Back in March of this year, Sumac unleashed “Rigid Man” on to YouTube as a taster of what was to come from their new album What One Becomes. Personally, I was very excited indeed, so excited in fact that while listening to the song on headphones on a packed train pulling out of London, I didn’t realise that this utter racket was also being played full blast out of my laptop speakers.It took a good minute for me to look up and clock that at least 30 pairs of eyes were fixed in my direction. But the reaction wasn’t the tuts and eye-rolls you might expect from your average London commuter, more a collective projection of terror – as if they’d been forced to confront something they couldn’t quite fathom. Embarrassing for me, obviously, but it was a helpful reminder that to all but the most hardened noise fan, this new Sumac album is about as heavy as songwriting gets. Cast your mind back another twelve months from my public faux pas, to when Sumac released their début The Deal. It was the end result of vocalist/guitarist Aaron Turner’s songwriting as he tried to put together a band as organically heavy as possible. Considering Turner was/is a key player in Isis, Old Man Gloom and Greymachine – it was a lofty goal. But bassist Brian Cook (of Botch, These Arms Are Snakes and Russian Circles) and drummer Nick Yacyshyn (of Baptists) completed the picture in Turner’s head.

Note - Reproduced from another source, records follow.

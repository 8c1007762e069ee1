//! Random-generation (DRBG) operation table.

use crate::core::error::Result;
use crate::core::params::Params;

/// Command codes for the random table
pub mod cmd {
    pub const DRBGNEWCTX: i32 = 1;
    pub const DRBGINST: i32 = 2;
    pub const DRBGUNINST: i32 = 3;
    pub const DRBGGEN: i32 = 4;
    pub const DRBGRESEED: i32 = 5;
    pub const DRBGCTRL: i32 = 6;
    pub const DRBGFREECTX: i32 = 7;
}

/// Factory for DRBG contexts
pub trait RandAlgorithm: Send + Sync {
    /// `params` may carry construction options such as a reseed interval
    fn new_ctx(&self, alg_id: i32, params: &Params<'_>) -> Result<Box<dyn RandCtx>>;
}

/// One DRBG lifecycle: instantiate, generate, reseed, uninstantiate
pub trait RandCtx: Send {
    /// Seed from the provider's entropy and nonce sources, mixing in the
    /// caller's personalization string
    fn instantiate(&mut self, personalization: &[u8], params: &Params<'_>) -> Result<()>;

    /// Tear down the working state; generation fails until re-instantiated
    fn uninstantiate(&mut self) -> Result<()>;

    /// Fill `out`, mixing in `additional_input` when non-empty
    fn generate(&mut self, out: &mut [u8], additional_input: &[u8], params: &Params<'_>)
        -> Result<()>;

    /// Pull fresh entropy, mixing in `additional_input`
    fn reseed(&mut self, additional_input: &[u8], params: &Params<'_>) -> Result<()>;

    fn ctrl(&mut self, cmd: i32, params: &mut Params<'_>) -> Result<()>;
}

/// Ctrl commands understood by DRBG contexts
pub mod ctrl {
    /// Write the reseed interval through a `CTRL_OUTPUT_LEN` binding
    pub const GET_RESEED_INTERVAL: i32 = 1;
}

The Deal felt really new and was one of best heavy albums of 2015. But with What One Becomes, Sumac have made their début sound almost puny in comparison. This is a jaw-dropping step-up; the players have had time to bed-in, making this album feel like a much more cohesive effort and less like three people’s side-project.Opening track “Image Of Control” starts with three minutes of hoarse yelling, guitar noise and free-metal drums before embarking on a whole range of dynamic shifts. It takes in sparse guitar breaks, multiple build-ups, savage guitar stabs and double-kick drum carnage. These shifts set the scene for the rest of the album, where every song goes all over the shop stylistically. Ideas are rarely repeated, and improvisation plays a key role at numerous points too. This does mean the songs can be a little difficult to tell apart at first. Although each of these five tracks here are very strong individually, this is an album that’s more than the sum of its parts. It’s most rewarding when you set aside an hour out of your life to just sit down and listen to it.

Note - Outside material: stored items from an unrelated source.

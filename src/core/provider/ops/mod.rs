/*!
Operation categories and their dispatch tables.

Each of the ten categories carries a module of stable command codes (the
contract a provider honors, numbered the same way regardless of who
implements it) and a pair of traits: a factory that mints contexts for an
algorithm id, and a context trait with one method per command code. The
free command of every table is `Drop`, so a context is released exactly
once by construction.

`AlgImpl` closes the set: a provider advertises implementations only
through one of these ten table shapes, and the registry can check a table
against its category without knowing anything else about the provider.
*/

pub mod asym;
pub mod cipher;
pub mod hash;
pub mod kdf;
pub mod kem;
pub mod kex;
pub mod keymgmt;
pub mod mac;
pub mod rand;
pub mod sign;

use std::fmt;
use std::sync::Arc;

/// The fixed operation categories, with stable integer ids
#[derive(Debug, Clone, Copy, PartialEq, Eq, Hash)]
#[repr(i32)]
pub enum Operation {
    SymmetricCipher = 1,
    KeyManagement = 2,
    Sign = 3,
    AsymmetricCipher = 4,
    KeyExchange = 5,
    Kem = 6,
    Hash = 7,
    Mac = 8,
    Kdf = 9,
    Rand = 10,
}

impl Operation {
    /// Every category, in id order
    pub const ALL: [Operation; 10] = [
        Operation::SymmetricCipher,
        Operation::KeyManagement,
        Operation::Sign,
        Operation::AsymmetricCipher,
        Operation::KeyExchange,
        Operation::Kem,
        Operation::Hash,
        Operation::Mac,
        Operation::Kdf,
        Operation::Rand,
    ];

    /// The category's stable integer id
    pub fn id(self) -> i32 {
        self as i32
    }
}

/// One concrete implementation, typed by its operation category
#[derive(Clone)]
pub enum AlgImpl {
    SymmetricCipher(Arc<dyn cipher::SymmetricCipher>),
    KeyManagement(Arc<dyn keymgmt::KeyManagement>),
    Sign(Arc<dyn sign::Signer>),
    AsymmetricCipher(Arc<dyn asym::AsymCipher>),
    KeyExchange(Arc<dyn kex::KeyExchange>),
    Kem(Arc<dyn kem::Kem>),
    Hash(Arc<dyn hash::HashAlgorithm>),
    Mac(Arc<dyn mac::MacAlgorithm>),
    Kdf(Arc<dyn kdf::KdfAlgorithm>),
    Rand(Arc<dyn rand::RandAlgorithm>),
}

impl AlgImpl {
    /// The category this table belongs to
    pub fn operation(&self) -> Operation {
        match self {
            AlgImpl::SymmetricCipher(_) => Operation::SymmetricCipher,
            AlgImpl::KeyManagement(_) => Operation::KeyManagement,
            AlgImpl::Sign(_) => Operation::Sign,
            AlgImpl::AsymmetricCipher(_) => Operation::AsymmetricCipher,
            AlgImpl::KeyExchange(_) => Operation::KeyExchange,
            AlgImpl::Kem(_) => Operation::Kem,
            AlgImpl::Hash(_) => Operation::Hash,
            AlgImpl::Mac(_) => Operation::Mac,
            AlgImpl::Kdf(_) => Operation::Kdf,
            AlgImpl::Rand(_) => Operation::Rand,
        }
    }
}

impl fmt::Debug for AlgImpl {
    fn fmt(&self, f: &mut fmt::Formatter<'_>) -> fmt::Result {
        write!(f, "AlgImpl({:?})", self.operation())
    }
}

/// A provider's advertisement of one algorithm implementation
#[derive(Debug, Clone)]
pub struct AlgInfo {
    /// Implemented algorithm id; zero is reserved and never valid here
    pub alg_id: i32,
    /// The implementation's operation table
    pub imp: AlgImpl,
    /// Free-form selection attributes, comma-separated `key=value` tokens
    pub attr: Option<String>,
}

impl AlgInfo {
    /// Advertise `imp` under `alg_id` with no attributes
    pub fn new(alg_id: i32, imp: AlgImpl) -> Self {
        Self { alg_id, imp, attr: None }
    }

    /// Attach an attribute string
    pub fn with_attr(mut self, attr: &str) -> Self {
        self.attr = Some(attr.to_string());
        self
    }
}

The aforementioned “Rigid Man” features a guitar solo so fucking heroically violent and atonal it’s almost laughable how committed the band are to their ultra-heavy gameplan. Turner’s guttural roar/growl/bellow is especially effective here too and you can easily picture him doing his full-body headbang between yells. Rarely does music convey such physicality from the band members.The album’s real highlight is the 17-minute “Blackout”. It’s a slow burner that starts off about as stark, ugly and uncompromising as can be, then after numerous twists and turns throws a total curveball. Sumac reveal that they do have a beautiful side too. The bouncing rhythm and rolling riff the track plays out with will take many familiar with The Deal by surprise. Its joyousness really punches through the otherwise unrelenting mass of nihilistic heaviness and tension that makes up the rest of the album.
Best heavy album of 2016? It’s really going to be hard to beat.